▶ _Assignment_
Search the records for lines that contain the word "DeviceBufferSet". Copy them all.

Stored items:
//! The six device-resident regions one worker mines with. The set is
//! allocated and released as a unit; a worker never runs with a partial set.

use crate::backend::{DeviceBuffer, DeviceDriver, DeviceError};
use crate::miner::SEARCH_SLOTS;

pub const STATE_BYTES: usize = 32;
pub const PRECALC_STATE_BYTES: usize = 32;
pub const DATA_BYTES: usize = 56;
pub const RESULT_BYTES: usize = SEARCH_SLOTS * 8;
pub const TARGET_BYTES: usize = 4;

pub struct DeviceBufferSet {
    pub state: DeviceBuffer,
    pub precalc_state: DeviceBuffer,
    pub data: DeviceBuffer,
    pub results: DeviceBuffer,
    pub target_high: DeviceBuffer,
    pub target_low: DeviceBuffer,
}

impl DeviceBufferSet {
    /// Allocates all six regions. On any failure the regions already
    /// allocated are freed before the error is returned, so the device is
    /// left exactly as it was.
    pub fn allocate<D: DeviceDriver + ?Sized>(driver: &mut D) -> Result<Self, DeviceError> {
        let mut allocated: Vec<DeviceBuffer> = Vec::with_capacity(6);
        let sizes = [
            STATE_BYTES,
            PRECALC_STATE_BYTES,
            DATA_BYTES,
            RESULT_BYTES,
            TARGET_BYTES,
            TARGET_BYTES,
        ];
        for bytes in sizes {
            match driver.alloc(bytes) {
                Ok(buffer) => allocated.push(buffer),
                Err(err) => {
                    // Unwind in reverse allocation order; the original fault
                    // is what the caller needs to see.
                    while let Some(buffer) = allocated.pop() {
                        let _ = driver.free(buffer);
                    }
                    return Err(err);
                }
            }
        }

        let target_low = allocated.pop().expect("six buffers were allocated");
        let target_high = allocated.pop().expect("six buffers were allocated");
        let results = allocated.pop().expect("six buffers were allocated");
        let data = allocated.pop().expect("six buffers were allocated");
        let precalc_state = allocated.pop().expect("six buffers were allocated");
        let state = allocated.pop().expect("six buffers were allocated");
        Ok(Self {
            state,
            precalc_state,
            data,
            results,
            target_high,
            target_low,
        })
    }

    /// Releases all six regions. Free faults are collected rather than
    /// short-circuited so every region is handed back to the driver.
    pub fn release<D: DeviceDriver + ?Sized>(self, driver: &mut D) -> Result<(), DeviceError> {
        let mut first_err = None;
        for buffer in [
            self.state,
            self.precalc_state,
            self.data,
            self.results,
            self.target_high,
            self.target_low,
        ] {
            if let Err(err) = driver.free(buffer) {
                first_err.get_or_insert(err);
            }
        }
        match first_err {
            Some(err) => Err(err),
            None => Ok(()),
        }
    }
}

▶ _Result for this exercise_
pub struct DeviceBufferSet {
impl DeviceBufferSet {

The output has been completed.